北海道は我が国アスファルトの本格的導入の発端の土地
北海道で戸建て住宅のエクステリア・外構や共同住宅、あるいは地面という地面を下を見ながら歩いてみたらすぐにわかる。
アスファルトだらけ。
本州と明らかに違う舗装の慣習にすぐに気づくはずだ。
いろいろな説がある。
諸説紛々、どれもこれも信憑性が薄い。
ただ、実際に、気づかれると思うが、舗装が数年経過しているようなアスファルトはそのどれもが凸凹がひどい。
凍上(とうじょう)が原因とも言われるが、実際に並行して舗装されているインターロッキングブロックも結構凸凹がひどい。
一方で土間コンクリートが極端に少ない。
⚫︎参考記事:「北海道はどうして極端に土間コンが少ないのか pt1」
「北海道はどうして極端に土間コンが少ないのか? pt2」
「北海道はどうして極端に土間コンが少ないのか? pt3」
一説には、国道36号線の大規模アスファルト舗装が我が国における本格的なアスファルト舗装の採用であり、アスファルトが道路舗装の標準となった端緒とされている。
なんでかんで、「北海道の舗装といえばアスファルト(居酒屋でとりあえず生ビールみたいな)」が常識として形成されている。
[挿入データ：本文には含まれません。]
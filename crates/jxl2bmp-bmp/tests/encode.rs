/*
 * Copyright (c) 2023.
 *
 * This software is free software;
 *
 * You can redistribute it or modify it under terms of the MIT, Apache License or Zlib license
 */

use std::fs::File;
use std::io::BufWriter;

use jxl2bmp_bmp::{probe_bmp, row_padding, BmpEncoder, BmpHeader, ImageSizeField, PIXEL_DATA_OFFSET};
use jxl2bmp_core::image::{ImageDimensions, PixelBuffer};
use nanorand::{Rng, WyRand};

fn random_pixels(rand: &mut WyRand, width: u32, height: u32) -> Vec<u8> {
    let mut pixels = vec![0_u8; width as usize * height as usize * 3];
    rand.fill(&mut pixels);
    pixels
}

fn encode(pixels: &[u8], width: u32, height: u32) -> Vec<u8> {
    let encoder = BmpEncoder::new(pixels, ImageDimensions::new(width, height));
    let mut sink: Vec<u8> = vec![];
    let written = encoder.encode(&mut sink).unwrap();
    assert_eq!(written, sink.len());
    sink
}

/// Read the pixel rows back, undoing the bottom up order and BGR swizzle
fn decode_rows(container: &[u8]) -> (BmpHeader, Vec<u8>) {
    let header = BmpHeader::parse(container).unwrap();
    let width = header.width as usize;
    let height = header.height as usize;
    let stride = header.stride();

    let data = &container[header.pixel_data_offset as usize..];
    assert_eq!(data.len(), stride * height);

    let mut pixels = vec![0; width * height * 3];

    for (r, stored_row) in data.chunks_exact(stride).enumerate() {
        let source_row = height - 1 - r;
        let out = &mut pixels[source_row * width * 3..(source_row + 1) * width * 3];

        for (o, p) in out.chunks_exact_mut(3).zip(stored_row.chunks_exact(3)) {
            o[0] = p[2];
            o[1] = p[1];
            o[2] = p[0];
        }
        // padding is always zero
        assert!(stored_row[width * 3..].iter().all(|x| *x == 0));
    }
    (header, pixels)
}

#[test]
fn round_trip_restores_samples() {
    let mut rand = WyRand::new_seed(0x5eed);

    for (width, height) in [(1, 1), (2, 1), (3, 7), (4, 4), (5, 3), (17, 9), (64, 2)] {
        let pixels = random_pixels(&mut rand, width, height);
        let container = encode(&pixels, width, height);

        let (header, restored) = decode_rows(&container);

        assert_eq!(header.width, width as i32);
        assert_eq!(header.height, height as i32);
        assert_eq!(restored, pixels, "mismatch for {width}x{height}");
    }
}

#[test]
fn encoding_is_deterministic() {
    let mut rand = WyRand::new_seed(7);
    let pixels = random_pixels(&mut rand, 13, 11);

    assert_eq!(encode(&pixels, 13, 11), encode(&pixels, 13, 11));
}

#[test]
fn every_row_gets_the_same_padding() {
    for width in 1..=12_u32 {
        let height = 3;
        let pixels = vec![0xAB; width as usize * height as usize * 3];
        let container = encode(&pixels, width, height);

        let padding = row_padding(width as usize);
        if (width * 3) % 4 == 0 {
            assert_eq!(padding, 0);
        } else {
            assert_eq!(padding, (4 - (width as usize * 3) % 4));
        }
        let stride = width as usize * 3 + padding;
        assert_eq!(container.len(), 54 + stride * height as usize);

        for row in container[54..].chunks_exact(stride) {
            assert!(row[..width as usize * 3].iter().all(|x| *x == 0xAB));
            assert!(row[width as usize * 3..].iter().all(|x| *x == 0));
        }
    }
}

#[test]
fn header_fields_are_correct() {
    let container = encode(&[0; 2 * 3], 2, 1);
    let header = BmpHeader::parse(&container).unwrap();

    assert!(probe_bmp(&container));
    assert_eq!(header.pixel_data_offset, PIXEL_DATA_OFFSET);
    assert_eq!(header.pixel_data_offset, 54);
    assert_eq!(header.file_size, 54 + (2 * 3 + 2));
    assert_eq!(header.reserved, [0, 0]);
    assert_eq!(header.info_header_size, 40);
    assert_eq!(header.planes, 1);
    assert_eq!(header.bits_per_pixel, 24);
    assert_eq!(header.compression, 0);
    assert_eq!(header.x_pixels_per_unit, 100);
    assert_eq!(header.y_pixels_per_unit, 100);
    assert_eq!(header.colors_used, 0);
    assert_eq!(header.colors_important, 0);

    // width 1 => stride 4
    let container = encode(&[1, 2, 3], 1, 1);
    let header = BmpHeader::parse(&container).unwrap();
    assert_eq!(header.stride(), 4);
    assert_eq!(header.file_size, 58);
}

// The image size field is ambiguous, older tools wrote width*height
// while the declared file size includes padding. Both are supported.
#[test]
fn image_size_field_pixel_count() {
    let container = encode(&[0; 5 * 2 * 3], 5, 2);
    let header = BmpHeader::parse(&container).unwrap();

    assert_eq!(header.image_size, 5 * 2);
    assert_eq!(header.file_size, 54 + 16 * 2);
}

#[test]
fn image_size_field_padded_bytes() {
    let pixels = [0; 5 * 2 * 3];
    let mut encoder = BmpEncoder::new(&pixels, ImageDimensions::new(5, 2));
    encoder.set_image_size_field(ImageSizeField::PaddedBytes);

    let mut sink: Vec<u8> = vec![];
    encoder.encode(&mut sink).unwrap();
    let header = BmpHeader::parse(&sink).unwrap();

    assert_eq!(header.image_size, 16 * 2);
    assert_eq!(header.file_size, PIXEL_DATA_OFFSET + header.image_size);
}

#[test]
fn encode_from_pixel_buffer_into_file() {
    let dims = ImageDimensions::new(3, 2);
    let buffer = PixelBuffer::from_raw(dims, (0..18).collect()).unwrap();

    let path = std::env::temp_dir().join(format!("jxl2bmp-bmp-test-{}.bmp", std::process::id()));
    {
        let mut writer = BufWriter::new(File::create(&path).unwrap());
        jxl2bmp_bmp::encode_container(&buffer, &mut writer).unwrap();
    }
    let contents = std::fs::read(&path).unwrap();
    std::fs::remove_file(&path).unwrap();

    let (_, restored) = decode_rows(&contents);
    assert_eq!(&restored[..], &buffer[..]);
}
だから、供給体制もそれなりに充実してきた経緯がある。
もう、戸建て住宅で駐車場と言えば、とにかくアスファルトなのだ。
これは、本州で、「駐車場といえば普通の生コンを使った土間コン」となっているのと一緒。
もっといえば、「名古屋地区では道路舗装は結構コンクリートが採用されている」などのような、地域特性と言ってもいいかもしれない。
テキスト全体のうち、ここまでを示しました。